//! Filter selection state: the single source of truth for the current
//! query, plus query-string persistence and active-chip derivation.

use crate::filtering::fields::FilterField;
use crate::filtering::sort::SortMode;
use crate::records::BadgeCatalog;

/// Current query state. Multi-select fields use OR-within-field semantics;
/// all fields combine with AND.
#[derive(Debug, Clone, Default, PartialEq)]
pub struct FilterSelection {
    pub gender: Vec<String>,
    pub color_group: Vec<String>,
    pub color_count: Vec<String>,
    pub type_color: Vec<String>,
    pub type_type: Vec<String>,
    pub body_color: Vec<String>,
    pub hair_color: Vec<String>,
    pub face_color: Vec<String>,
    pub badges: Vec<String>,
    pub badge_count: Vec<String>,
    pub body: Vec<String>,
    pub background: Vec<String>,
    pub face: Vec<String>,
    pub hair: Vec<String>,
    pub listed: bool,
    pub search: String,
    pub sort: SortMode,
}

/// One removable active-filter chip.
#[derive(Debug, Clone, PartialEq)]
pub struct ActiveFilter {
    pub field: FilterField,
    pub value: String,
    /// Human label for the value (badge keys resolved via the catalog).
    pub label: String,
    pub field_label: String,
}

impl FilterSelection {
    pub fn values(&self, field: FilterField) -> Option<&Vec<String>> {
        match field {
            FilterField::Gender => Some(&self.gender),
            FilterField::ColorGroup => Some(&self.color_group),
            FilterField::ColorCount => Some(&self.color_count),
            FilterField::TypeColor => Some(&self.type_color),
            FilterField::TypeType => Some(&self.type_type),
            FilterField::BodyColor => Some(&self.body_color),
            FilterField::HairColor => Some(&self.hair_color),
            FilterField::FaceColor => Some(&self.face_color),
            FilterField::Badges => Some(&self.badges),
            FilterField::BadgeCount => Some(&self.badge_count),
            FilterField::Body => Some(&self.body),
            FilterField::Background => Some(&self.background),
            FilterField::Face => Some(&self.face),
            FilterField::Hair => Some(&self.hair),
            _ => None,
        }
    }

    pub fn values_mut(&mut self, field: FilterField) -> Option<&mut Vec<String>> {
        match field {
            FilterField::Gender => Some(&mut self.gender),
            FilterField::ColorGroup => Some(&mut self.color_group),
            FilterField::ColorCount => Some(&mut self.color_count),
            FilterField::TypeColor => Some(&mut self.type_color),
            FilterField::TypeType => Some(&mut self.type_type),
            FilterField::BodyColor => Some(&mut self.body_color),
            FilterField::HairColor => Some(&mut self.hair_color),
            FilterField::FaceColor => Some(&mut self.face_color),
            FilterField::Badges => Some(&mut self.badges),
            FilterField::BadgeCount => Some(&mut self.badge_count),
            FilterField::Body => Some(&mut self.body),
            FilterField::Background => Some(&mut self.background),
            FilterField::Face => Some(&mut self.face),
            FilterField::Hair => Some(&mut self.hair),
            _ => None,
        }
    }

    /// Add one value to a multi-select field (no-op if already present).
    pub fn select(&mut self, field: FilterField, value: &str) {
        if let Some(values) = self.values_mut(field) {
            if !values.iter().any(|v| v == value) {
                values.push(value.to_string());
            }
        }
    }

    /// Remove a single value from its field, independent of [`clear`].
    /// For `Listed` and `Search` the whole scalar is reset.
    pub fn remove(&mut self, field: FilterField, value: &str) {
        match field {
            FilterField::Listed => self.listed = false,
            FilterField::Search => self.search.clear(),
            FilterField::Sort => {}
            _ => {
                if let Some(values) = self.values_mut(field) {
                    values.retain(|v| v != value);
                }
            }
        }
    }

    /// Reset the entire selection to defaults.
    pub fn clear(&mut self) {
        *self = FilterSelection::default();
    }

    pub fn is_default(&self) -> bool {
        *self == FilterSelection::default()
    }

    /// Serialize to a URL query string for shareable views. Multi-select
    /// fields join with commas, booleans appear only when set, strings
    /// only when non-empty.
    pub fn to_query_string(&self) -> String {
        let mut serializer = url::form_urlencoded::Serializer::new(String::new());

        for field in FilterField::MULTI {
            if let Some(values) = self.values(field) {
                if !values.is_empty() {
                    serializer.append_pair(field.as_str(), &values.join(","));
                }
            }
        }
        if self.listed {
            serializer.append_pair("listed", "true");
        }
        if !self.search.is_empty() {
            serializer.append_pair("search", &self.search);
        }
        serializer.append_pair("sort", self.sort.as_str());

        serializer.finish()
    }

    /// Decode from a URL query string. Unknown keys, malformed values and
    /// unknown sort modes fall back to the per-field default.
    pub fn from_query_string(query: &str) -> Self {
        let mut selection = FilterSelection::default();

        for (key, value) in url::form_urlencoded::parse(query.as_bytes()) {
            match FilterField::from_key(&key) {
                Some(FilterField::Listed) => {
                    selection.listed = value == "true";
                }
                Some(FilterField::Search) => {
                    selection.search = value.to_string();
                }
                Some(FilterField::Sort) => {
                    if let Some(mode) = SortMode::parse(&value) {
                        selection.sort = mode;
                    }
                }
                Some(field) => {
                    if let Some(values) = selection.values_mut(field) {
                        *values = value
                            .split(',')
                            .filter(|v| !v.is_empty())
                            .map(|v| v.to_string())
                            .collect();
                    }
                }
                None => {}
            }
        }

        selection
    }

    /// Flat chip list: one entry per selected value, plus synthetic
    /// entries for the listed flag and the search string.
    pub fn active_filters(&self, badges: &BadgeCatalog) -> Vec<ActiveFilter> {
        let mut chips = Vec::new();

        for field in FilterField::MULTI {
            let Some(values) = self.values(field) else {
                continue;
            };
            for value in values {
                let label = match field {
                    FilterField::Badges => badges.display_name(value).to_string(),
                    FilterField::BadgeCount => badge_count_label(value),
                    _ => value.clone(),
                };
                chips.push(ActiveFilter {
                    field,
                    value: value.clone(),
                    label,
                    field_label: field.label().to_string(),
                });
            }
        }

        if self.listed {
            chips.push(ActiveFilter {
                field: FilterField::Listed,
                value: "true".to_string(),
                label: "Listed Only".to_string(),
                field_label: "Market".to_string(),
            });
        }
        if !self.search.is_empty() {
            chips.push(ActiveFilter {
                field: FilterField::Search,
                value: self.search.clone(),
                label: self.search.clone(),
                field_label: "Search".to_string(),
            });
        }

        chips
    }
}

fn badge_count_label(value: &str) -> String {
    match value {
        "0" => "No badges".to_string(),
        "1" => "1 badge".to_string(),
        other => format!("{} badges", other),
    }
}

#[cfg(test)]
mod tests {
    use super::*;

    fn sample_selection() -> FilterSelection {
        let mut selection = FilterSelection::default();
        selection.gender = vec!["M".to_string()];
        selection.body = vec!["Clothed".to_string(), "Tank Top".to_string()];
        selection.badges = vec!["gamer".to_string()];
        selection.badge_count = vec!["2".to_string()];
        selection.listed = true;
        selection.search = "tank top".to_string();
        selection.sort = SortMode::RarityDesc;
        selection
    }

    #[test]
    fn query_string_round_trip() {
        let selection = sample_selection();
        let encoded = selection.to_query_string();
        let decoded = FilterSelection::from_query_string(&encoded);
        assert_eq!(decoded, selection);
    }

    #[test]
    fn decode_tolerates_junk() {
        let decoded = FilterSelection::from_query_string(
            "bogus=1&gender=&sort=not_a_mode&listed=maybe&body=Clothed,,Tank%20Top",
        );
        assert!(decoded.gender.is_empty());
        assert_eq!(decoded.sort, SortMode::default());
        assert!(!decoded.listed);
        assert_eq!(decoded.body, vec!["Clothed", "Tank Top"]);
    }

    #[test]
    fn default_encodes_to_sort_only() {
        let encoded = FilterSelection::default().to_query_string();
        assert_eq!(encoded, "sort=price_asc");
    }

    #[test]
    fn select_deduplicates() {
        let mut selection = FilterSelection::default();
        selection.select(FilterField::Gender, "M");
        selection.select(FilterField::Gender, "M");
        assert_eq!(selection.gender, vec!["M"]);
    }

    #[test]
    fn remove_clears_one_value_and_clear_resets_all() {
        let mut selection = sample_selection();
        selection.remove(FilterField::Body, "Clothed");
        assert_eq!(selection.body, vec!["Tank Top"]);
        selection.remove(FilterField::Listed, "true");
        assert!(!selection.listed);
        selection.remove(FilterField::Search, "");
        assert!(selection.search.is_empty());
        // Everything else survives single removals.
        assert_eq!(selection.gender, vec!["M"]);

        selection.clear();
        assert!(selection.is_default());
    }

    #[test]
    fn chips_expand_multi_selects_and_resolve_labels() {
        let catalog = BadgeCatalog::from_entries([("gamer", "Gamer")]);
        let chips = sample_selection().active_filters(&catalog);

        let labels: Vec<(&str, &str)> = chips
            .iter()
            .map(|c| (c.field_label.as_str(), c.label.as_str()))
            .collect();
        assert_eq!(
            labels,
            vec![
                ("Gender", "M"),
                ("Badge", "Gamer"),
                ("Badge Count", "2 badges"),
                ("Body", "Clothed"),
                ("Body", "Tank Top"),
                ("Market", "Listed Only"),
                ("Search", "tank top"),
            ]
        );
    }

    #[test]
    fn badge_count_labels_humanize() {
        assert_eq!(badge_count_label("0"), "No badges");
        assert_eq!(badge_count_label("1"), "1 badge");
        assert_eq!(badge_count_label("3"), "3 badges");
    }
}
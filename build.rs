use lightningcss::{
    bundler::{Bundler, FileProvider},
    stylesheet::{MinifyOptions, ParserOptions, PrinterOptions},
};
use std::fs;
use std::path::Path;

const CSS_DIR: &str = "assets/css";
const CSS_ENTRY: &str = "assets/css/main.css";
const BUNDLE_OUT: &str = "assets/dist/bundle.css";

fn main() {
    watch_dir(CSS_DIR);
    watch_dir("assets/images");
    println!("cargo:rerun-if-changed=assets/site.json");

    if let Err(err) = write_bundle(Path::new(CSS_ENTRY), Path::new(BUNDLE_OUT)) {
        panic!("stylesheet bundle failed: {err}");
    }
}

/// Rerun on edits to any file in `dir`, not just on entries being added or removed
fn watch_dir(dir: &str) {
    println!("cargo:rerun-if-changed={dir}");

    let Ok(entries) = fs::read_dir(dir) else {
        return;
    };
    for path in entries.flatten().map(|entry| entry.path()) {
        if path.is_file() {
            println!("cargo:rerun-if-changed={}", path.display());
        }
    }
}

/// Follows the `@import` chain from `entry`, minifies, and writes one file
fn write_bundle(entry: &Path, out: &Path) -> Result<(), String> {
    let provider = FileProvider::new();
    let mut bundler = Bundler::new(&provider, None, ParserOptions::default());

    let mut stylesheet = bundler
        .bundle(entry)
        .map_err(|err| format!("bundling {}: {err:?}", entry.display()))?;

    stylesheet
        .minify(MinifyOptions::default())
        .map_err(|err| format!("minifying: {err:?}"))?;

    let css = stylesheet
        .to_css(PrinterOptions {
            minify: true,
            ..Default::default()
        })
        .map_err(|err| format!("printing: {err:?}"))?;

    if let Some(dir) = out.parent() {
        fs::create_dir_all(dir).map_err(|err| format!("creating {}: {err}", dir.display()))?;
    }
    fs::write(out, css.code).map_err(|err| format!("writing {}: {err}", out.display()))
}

■ Work request: In how many lines of the records does the word "struct" occur? Reply with the number only.

■ Result below: 2